//! Population composition and the aggregate reemployment wage
//!
//! Population shares compare survival rates directly, `S_i(t) / Σ_j S_j(t)`.
//! Exits in week `t` enter the aggregate wage with weight `p_i h_i(t) S_i(t)`,
//! where `p_i` is the entry share.

use serde::{Deserialize, Serialize};

use crate::error::{Result, SearchError};

/// What to do when no one of any type is left unemployed
#[derive(Debug, Clone, Copy, PartialEq, Eq, Default, Serialize, Deserialize)]
pub enum ZeroMassPolicy {
    /// Fail with `DegenerateConditional`
    #[default]
    Propagate,
    /// Fall back to equal shares across types
    EvenSplit,
}

/// What to do in a week where no one of any type exits
#[derive(Debug, Clone, Copy, PartialEq, Eq, Default, Serialize, Deserialize)]
pub enum ZeroExitPolicy {
    /// Fail with `DegenerateConditional`
    #[default]
    Propagate,
    /// Repeat the previous week's aggregate; fails if week 0 has no exits
    CarryForward,
    /// Record NaN for the week
    Nan,
}

/// Hazard, survival and reemployment wage of one worker type under a policy
#[derive(Debug, Clone, PartialEq, Serialize, Deserialize)]
pub struct CohortSeries {
    pub name: String,
    pub entry_share: f64,
    /// Length `T + 1`
    pub hazard: Vec<f64>,
    /// Length `T + 2`
    pub survival: Vec<f64>,
    /// Length `T + 1`
    pub reemployment_wage: Vec<f64>,
}

fn check_lengths(cohorts: &[CohortSeries]) -> Result<usize> {
    let first = cohorts
        .first()
        .ok_or_else(|| SearchError::InvalidParameter("no cohorts to aggregate".into()))?;
    let weeks = first.hazard.len();

    for cohort in cohorts {
        if cohort.hazard.len() != weeks
            || cohort.reemployment_wage.len() != weeks
            || cohort.survival.len() != weeks + 1
        {
            return Err(SearchError::InvalidParameter(format!(
                "cohort {} does not share the common horizon",
                cohort.name
            )));
        }
    }
    Ok(weeks)
}

/// Share of each type in the combined survival, per week `0..=T+1`
///
/// Entry shares do not enter here. Returns one series per cohort, in input
/// order.
pub fn population_shares(cohorts: &[CohortSeries], on_zero: ZeroMassPolicy) -> Result<Vec<Vec<f64>>> {
    let weeks = check_lengths(cohorts)?;
    let mut shares = vec![Vec::with_capacity(weeks + 1); cohorts.len()];

    for t in 0..=weeks {
        let total: f64 = cohorts.iter().map(|c| c.survival[t]).sum();

        if total > 0.0 {
            for (series, cohort) in shares.iter_mut().zip(cohorts) {
                series.push(cohort.survival[t] / total);
            }
        } else {
            match on_zero {
                ZeroMassPolicy::Propagate => {
                    return Err(SearchError::DegenerateConditional {
                        quantity: "population share",
                        week: Some(t),
                    });
                }
                ZeroMassPolicy::EvenSplit => {
                    log::warn!("no unemployed left at week {t}, splitting shares evenly");
                    let even = 1.0 / cohorts.len() as f64;
                    for series in shares.iter_mut() {
                        series.push(even);
                    }
                }
            }
        }
    }

    Ok(shares)
}

/// Exit-weighted mean reemployment wage across types, per week `0..=T`
pub fn aggregate_reemployment_wage(cohorts: &[CohortSeries], on_zero: ZeroExitPolicy) -> Result<Vec<f64>> {
    let weeks = check_lengths(cohorts)?;
    let mut aggregate: Vec<f64> = Vec::with_capacity(weeks);

    for t in 0..weeks {
        let (weighted, normalizer) = cohorts.iter().fold((0.0, 0.0), |(num, den), c| {
            let weight = c.hazard[t] * c.survival[t] * c.entry_share;
            (num + weight * c.reemployment_wage[t], den + weight)
        });

        if normalizer > 0.0 {
            aggregate.push(weighted / normalizer);
            continue;
        }

        let degenerate = SearchError::DegenerateConditional {
            quantity: "aggregate reemployment wage",
            week: Some(t),
        };
        match on_zero {
            ZeroExitPolicy::Propagate => return Err(degenerate),
            ZeroExitPolicy::CarryForward => {
                let previous = aggregate.last().copied().ok_or(degenerate)?;
                aggregate.push(previous);
            }
            ZeroExitPolicy::Nan => aggregate.push(f64::NAN),
        }
    }

    Ok(aggregate)
}
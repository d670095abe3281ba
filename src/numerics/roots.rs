//! Damped Newton iteration for two-equation systems
//!
//! The Jacobian is approximated by forward differences, so only residual
//! evaluations are needed. Steps are halved until the iterate is feasible
//! and the residual norm decreases.

use crate::error::{Result, SearchError};

/// Iteration controls for [`solve_2d`]
#[derive(Debug, Clone, Copy, PartialEq)]
pub struct NewtonSettings {
    /// Residual norm accepted as converged
    pub tolerance: f64,
    /// Maximum Newton steps before giving up
    pub max_iterations: usize,
    /// Relative step for the finite-difference Jacobian
    pub jacobian_step: f64,
    /// Smallest damping factor tried in the line search
    pub min_damping: f64,
}

impl Default for NewtonSettings {
    fn default() -> Self {
        Self {
            tolerance: 1e-8,
            max_iterations: 100,
            jacobian_step: 1e-7,
            min_damping: 1.0 / 1024.0,
        }
    }
}

/// Converged root with its diagnostics
#[derive(Debug, Clone, Copy, PartialEq)]
pub struct Root2 {
    pub x: [f64; 2],
    pub residual: f64,
    pub iterations: usize,
}

fn norm(v: [f64; 2]) -> f64 {
    v[0].hypot(v[1])
}

fn non_convergence(x: [f64; 2], residual: f64, iterations: usize) -> SearchError {
    SearchError::NonConvergence {
        residual,
        iterate: (x[0], x[1]),
        iterations,
    }
}

/// Solve `f(x) = 0` from `x0`
///
/// `feasible` bounds the region the line search may step into. Errors from
/// `f` are propagated unchanged; exhausting the iteration budget, a singular
/// Jacobian or a stalled line search yields `NonConvergence` carrying the
/// last iterate and its residual.
pub fn solve_2d<F, P>(f: F, feasible: P, x0: [f64; 2], settings: &NewtonSettings) -> Result<Root2>
where
    F: Fn([f64; 2]) -> Result<[f64; 2]>,
    P: Fn([f64; 2]) -> bool,
{
    if !feasible(x0) {
        return Err(SearchError::InvalidParameter(format!(
            "initial guess ({}, {}) is outside the feasible region",
            x0[0], x0[1]
        )));
    }

    let mut x = x0;
    let mut fx = f(x)?;
    let mut residual = norm(fx);

    for iteration in 0..settings.max_iterations {
        log::debug!(
            "newton iteration {iteration}: x = ({:.10}, {:.10}), residual = {residual:.3e}",
            x[0],
            x[1]
        );
        if residual <= settings.tolerance {
            return Ok(Root2 { x, residual, iterations: iteration });
        }

        // Forward-difference Jacobian, column by column
        let mut jac = [[0.0; 2]; 2];
        for j in 0..2 {
            let h = settings.jacobian_step * x[j].abs().max(1.0);
            let mut xh = x;
            xh[j] += h;
            let fh = f(xh)?;
            for i in 0..2 {
                jac[i][j] = (fh[i] - fx[i]) / h;
            }
        }

        let det = jac[0][0] * jac[1][1] - jac[0][1] * jac[1][0];
        if !det.is_finite() || det.abs() < 1e-300 {
            return Err(non_convergence(x, residual, iteration));
        }
        let step = [
            -(jac[1][1] * fx[0] - jac[0][1] * fx[1]) / det,
            -(jac[0][0] * fx[1] - jac[1][0] * fx[0]) / det,
        ];

        let mut damping = 1.0;
        let accepted = loop {
            let candidate = [x[0] + damping * step[0], x[1] + damping * step[1]];
            if feasible(candidate) {
                let fc = f(candidate)?;
                let rc = norm(fc);
                if rc < residual || damping <= settings.min_damping {
                    break Some((candidate, fc, rc));
                }
            }
            if damping <= settings.min_damping {
                break None;
            }
            damping *= 0.5;
        };

        match accepted {
            Some((candidate, fc, rc)) => {
                x = candidate;
                fx = fc;
                residual = rc;
            }
            None => return Err(non_convergence(x, residual, iteration)),
        }
    }

    if residual <= settings.tolerance {
        Ok(Root2 {
            x,
            residual,
            iterations: settings.max_iterations,
        })
    } else {
        Err(non_convergence(x, residual, settings.max_iterations))
    }
}
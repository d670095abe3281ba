//! Effort cost, search production and flow utilities

use serde::{Deserialize, Serialize};

use crate::error::{Result, SearchError};

/// Convex cost of search effort `c(e) = k e^(1+γ) / (1+γ)`
#[derive(Debug, Clone, Copy, PartialEq, Serialize, Deserialize)]
pub struct EffortCostModel {
    pub k: f64,
    pub gamma: f64,
}

impl EffortCostModel {
    pub fn new(k: f64, gamma: f64) -> Result<Self> {
        if !(k > 0.0) || !(gamma > 0.0) {
            return Err(SearchError::InvalidParameter(format!(
                "effort cost needs k > 0 and gamma > 0, got k = {k}, gamma = {gamma}"
            )));
        }
        Ok(Self { k, gamma })
    }

    pub fn cost(&self, effort: f64) -> f64 {
        self.k * effort.powf(1.0 + self.gamma) / (1.0 + self.gamma)
    }

    /// Inverse of `c'(e) = k e^γ`: the effort whose marginal cost equals `x`
    pub fn marginal_cost_inverse(&self, x: f64) -> Result<f64> {
        if !(x >= 0.0) {
            return Err(SearchError::InvalidParameter(format!(
                "marginal cost inverse undefined for {x}"
            )));
        }
        Ok((x / self.k).powf(1.0 / self.gamma))
    }

    /// Offer-arrival probability; linear in effort
    pub fn search_production(&self, effort: f64) -> f64 {
        effort
    }
}

/// CRRA flow utility of a benefit, `(b^(1-η) - 1) / (1-η)`
pub fn benefit_utility(benefit: f64, eta: f64) -> f64 {
    (benefit.powf(1.0 - eta) - 1.0) / (1.0 - eta)
}

/// Flow utility of employment at wage `w`
pub fn wage_utility(wage: f64) -> f64 {
    wage.ln()
}

#[cfg(test)]
mod tests {
    use super::*;
    use approx::assert_relative_eq;

    #[test]
    fn test_cost_shape() {
        let model = EffortCostModel::new(4.0, 1.5).unwrap();
        assert_eq!(model.cost(0.0), 0.0);
        assert_relative_eq!(model.cost(1.0), 4.0 / 2.5, epsilon = 1e-12);
        assert!(model.cost(0.6) < model.cost(0.7));
    }

    #[test]
    fn test_marginal_cost_inverse_round_trip() {
        let model = EffortCostModel::new(8.0, 1.5).unwrap();
        let effort: f64 = 0.37;
        let marginal = model.k * effort.powf(model.gamma);
        assert_relative_eq!(model.marginal_cost_inverse(marginal).unwrap(), effort, epsilon = 1e-12);
        assert_eq!(model.marginal_cost_inverse(0.0).unwrap(), 0.0);
        assert!(model.marginal_cost_inverse(-0.1).is_err());
    }

    #[test]
    fn test_invalid_cost_parameters() {
        assert!(EffortCostModel::new(0.0, 1.5).is_err());
        assert!(EffortCostModel::new(4.0, -1.0).is_err());
    }

    #[test]
    fn test_utilities() {
        // b = 1 gives zero utility for any eta
        assert_eq!(benefit_utility(1.0, 0.5), 0.0);
        // eta = 0.5: 2(√b - 1)
        assert_relative_eq!(benefit_utility(4.0, 0.5), 2.0, epsilon = 1e-12);
        assert_relative_eq!(wage_utility(1.0_f64.exp()), 1.0, epsilon = 1e-12);
    }
}
//! Scenario runner for the full set of worker types and UI policies
//!
//! Builds the per-worker models once, solves each worker's steady state,
//! then runs every `(worker type, policy)` pair in parallel. Pairs share
//! nothing mutable, so results come back in the fixed list order regardless
//! of scheduling.

use rayon::prelude::*;
use serde::{Deserialize, Serialize};
use std::path::Path;

use crate::assumptions::Assumptions;
use crate::error::{Result, SearchError};
use crate::outcomes::{
    aggregate_reemployment_wage, population_shares, CohortSeries, HazardSurvival, PolicyComparison,
    ZeroExitPolicy, ZeroMassPolicy,
};
use crate::search::{
    BackwardInductionEngine, BenefitPolicy, PolicyId, SteadyState, SteadyStateSolver, TimePath, WorkerModel,
};

/// Everything a run reads from a JSON config file
///
/// Every field is optional; missing ones fall back to the default calibration
/// and to propagating degenerate aggregates.
#[derive(Debug, Clone, Default, PartialEq, Serialize, Deserialize)]
#[serde(default)]
pub struct ScenarioConfig {
    #[serde(flatten)]
    pub assumptions: Assumptions,
    pub zero_mass: ZeroMassPolicy,
    pub zero_exit: ZeroExitPolicy,
}

impl ScenarioConfig {
    pub fn from_json_path(path: &Path) -> Result<Self> {
        let text = std::fs::read_to_string(path)
            .map_err(|e| SearchError::Load(format!("{}: {e}", path.display())))?;
        let config: ScenarioConfig = serde_json::from_str(&text)?;
        config.assumptions.validate()?;
        Ok(config)
    }
}

/// Solved path and outcomes for one `(worker type, policy)` pair
#[derive(Debug, Clone, PartialEq, Serialize)]
pub struct PairResult {
    pub worker: String,
    pub entry_share: f64,
    pub policy: PolicyId,
    pub benefit_policy: BenefitPolicy,
    pub steady_state: SteadyState,
    pub path: TimePath,
    pub outcomes: HazardSurvival,
    pub expected_duration: f64,
}

impl PairResult {
    fn cohort(&self) -> CohortSeries {
        CohortSeries {
            name: self.worker.clone(),
            entry_share: self.entry_share,
            hazard: self.outcomes.hazard.clone(),
            survival: self.outcomes.survival.clone(),
            reemployment_wage: self.path.reemployment_wage().to_vec(),
        }
    }
}

/// Population-level series for one policy
#[derive(Debug, Clone, PartialEq, Serialize)]
pub struct PolicyAggregate {
    pub policy: PolicyId,
    /// Worker names, in the order of `shares`
    pub workers: Vec<String>,
    /// One share series of length `T + 2` per worker
    pub shares: Vec<Vec<f64>>,
    /// Length `T + 1`
    pub aggregate_wage: Vec<f64>,
}

/// Output of a complete run
#[derive(Debug, Clone, PartialEq, Serialize)]
pub struct ScenarioResult {
    pub horizon: usize,
    /// Worker-major, policies in [`PolicyId::ALL`] order
    pub pairs: Vec<PairResult>,
    pub policies: Vec<PolicyAggregate>,
    pub comparisons: Vec<PolicyComparison>,
}

impl ScenarioResult {
    pub fn pair(&self, worker: &str, policy: PolicyId) -> Option<&PairResult> {
        self.pairs.iter().find(|p| p.worker == worker && p.policy == policy)
    }

    pub fn policy(&self, policy: PolicyId) -> Option<&PolicyAggregate> {
        self.policies.iter().find(|p| p.policy == policy)
    }
}

/// Pre-loaded scenario runner
///
/// # Example
/// ```ignore
/// let runner = ScenarioRunner::from_csv_path(Path::new("workers.csv"))?
///     .with_zero_exit_policy(ZeroExitPolicy::CarryForward);
/// let result = runner.run()?;
/// for cmp in &result.comparisons {
///     println!("{}: {:+.1}%", cmp.worker, 100.0 * cmp.relative_change);
/// }
/// ```
#[derive(Debug, Clone)]
pub struct ScenarioRunner {
    assumptions: Assumptions,
    zero_mass: ZeroMassPolicy,
    zero_exit: ZeroExitPolicy,
}

impl ScenarioRunner {
    /// Runner over the default two-type calibration
    pub fn new() -> Self {
        Self::with_assumptions(Assumptions::default_calibration())
    }

    pub fn with_assumptions(assumptions: Assumptions) -> Self {
        Self {
            assumptions,
            zero_mass: ZeroMassPolicy::default(),
            zero_exit: ZeroExitPolicy::default(),
        }
    }

    pub fn with_config(config: ScenarioConfig) -> Self {
        Self {
            assumptions: config.assumptions,
            zero_mass: config.zero_mass,
            zero_exit: config.zero_exit,
        }
    }

    /// Default parameters with worker types from a CSV file
    pub fn from_csv_path(path: &Path) -> Result<Self> {
        Ok(Self::with_assumptions(Assumptions::from_csv_path(path)?))
    }

    pub fn from_json_path(path: &Path) -> Result<Self> {
        Ok(Self::with_config(ScenarioConfig::from_json_path(path)?))
    }

    pub fn with_zero_mass_policy(mut self, policy: ZeroMassPolicy) -> Self {
        self.zero_mass = policy;
        self
    }

    pub fn with_zero_exit_policy(mut self, policy: ZeroExitPolicy) -> Self {
        self.zero_exit = policy;
        self
    }

    pub fn assumptions(&self) -> &Assumptions {
        &self.assumptions
    }

    pub fn assumptions_mut(&mut self) -> &mut Assumptions {
        &mut self.assumptions
    }

    /// Solve every `(worker type, policy)` pair
    ///
    /// The outer error covers invalid assumptions. Each pair carries its own
    /// result, so a worker whose steady state fails does not hide the others.
    pub fn solve_pairs(&self) -> Result<Vec<Result<PairResult>>> {
        self.assumptions.validate()?;
        let params = self.assumptions.parameters;
        let settings = self.assumptions.solver;

        let models = self
            .assumptions
            .worker_types
            .iter()
            .map(|worker| WorkerModel::new(worker, &params, settings.quadrature_tolerance))
            .collect::<Result<Vec<_>>>()?;

        // The boundary depends on the worker only, not on the policy
        let solver = SteadyStateSolver::new(params, &settings);
        let steady_states: Vec<Result<SteadyState>> =
            models.par_iter().map(|model| solver.solve_floor(model)).collect();

        let engine = BackwardInductionEngine::new(params, settings.horizon);
        let tasks: Vec<(usize, PolicyId)> = (0..models.len())
            .flat_map(|i| PolicyId::ALL.into_iter().map(move |id| (i, id)))
            .collect();

        Ok(tasks
            .par_iter()
            .map(|&(i, id)| {
                let steady_state = steady_states[i].clone()?;
                self.solve_pair(&engine, &models[i], id, &steady_state)
            })
            .collect())
    }

    fn solve_pair(
        &self,
        engine: &BackwardInductionEngine,
        model: &WorkerModel,
        id: PolicyId,
        steady_state: &SteadyState,
    ) -> Result<PairResult> {
        let benefit_policy = id.policy_for(&model.worker, &self.assumptions.parameters);
        let path = engine.solve(model, &benefit_policy, steady_state)?;
        let outcomes = HazardSurvival::from_path(&path, &model.distribution);
        let expected_duration = outcomes.expected_duration();

        log::info!("{} under {id}: expected duration {expected_duration:.2} weeks", model.name());

        Ok(PairResult {
            worker: model.name().to_string(),
            entry_share: model.worker.entry_share,
            policy: id,
            benefit_policy,
            steady_state: *steady_state,
            path,
            outcomes,
            expected_duration,
        })
    }

    /// Solve all pairs, then aggregate per policy and compare durations
    ///
    /// Fails with the first pair error in list order.
    pub fn run(&self) -> Result<ScenarioResult> {
        let pairs = self.solve_pairs()?.into_iter().collect::<Result<Vec<_>>>()?;

        let policies = PolicyId::ALL
            .iter()
            .map(|&id| self.aggregate_policy(id, &pairs))
            .collect::<Result<Vec<_>>>()?;

        // Pairs are worker-major with the baseline first in each chunk
        let comparisons = pairs
            .chunks_exact(PolicyId::ALL.len())
            .map(|chunk| {
                PolicyComparison::new(
                    chunk[0].worker.clone(),
                    chunk[0].expected_duration,
                    chunk[1].expected_duration,
                )
            })
            .collect();

        Ok(ScenarioResult {
            horizon: self.assumptions.solver.horizon,
            pairs,
            policies,
            comparisons,
        })
    }

    fn aggregate_policy(&self, id: PolicyId, pairs: &[PairResult]) -> Result<PolicyAggregate> {
        let cohorts: Vec<CohortSeries> = pairs
            .iter()
            .filter(|p| p.policy == id)
            .map(PairResult::cohort)
            .collect();

        let shares = population_shares(&cohorts, self.zero_mass)?;
        let aggregate_wage = aggregate_reemployment_wage(&cohorts, self.zero_exit)?;
        log::info!("aggregated {} worker types under {id}", cohorts.len());

        Ok(PolicyAggregate {
            policy: id,
            workers: cohorts.into_iter().map(|c| c.name).collect(),
            shares,
            aggregate_wage,
        })
    }
}

impl Default for ScenarioRunner {
    fn default() -> Self {
        Self::new()
    }
}
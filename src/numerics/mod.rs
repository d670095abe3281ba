//! Numerical building blocks: adaptive quadrature and a small Newton solver

mod quadrature;
mod roots;

pub use quadrature::{integrate, Integral, QuadratureTolerance};
pub use roots::{solve_2d, NewtonSettings, Root2};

☆ ☆ ☆ ☆ ☆

**Task details**
Please return each line of the data above in which the word "PairResult" occurs.

**Output of the task**
pub struct PairResult {
impl PairResult {
    pub pairs: Vec<PairResult>,
    pub fn pair(&self, worker: &str, policy: PolicyId) -> Option<&PairResult> {
    pub fn solve_pairs(&self) -> Result<Vec<Result<PairResult>>> {
    ) -> Result<PairResult> {
        Ok(PairResult {
    fn aggregate_policy(&self, id: PolicyId, pairs: &[PairResult]) -> Result<PolicyAggregate> {
            .map(PairResult::cohort)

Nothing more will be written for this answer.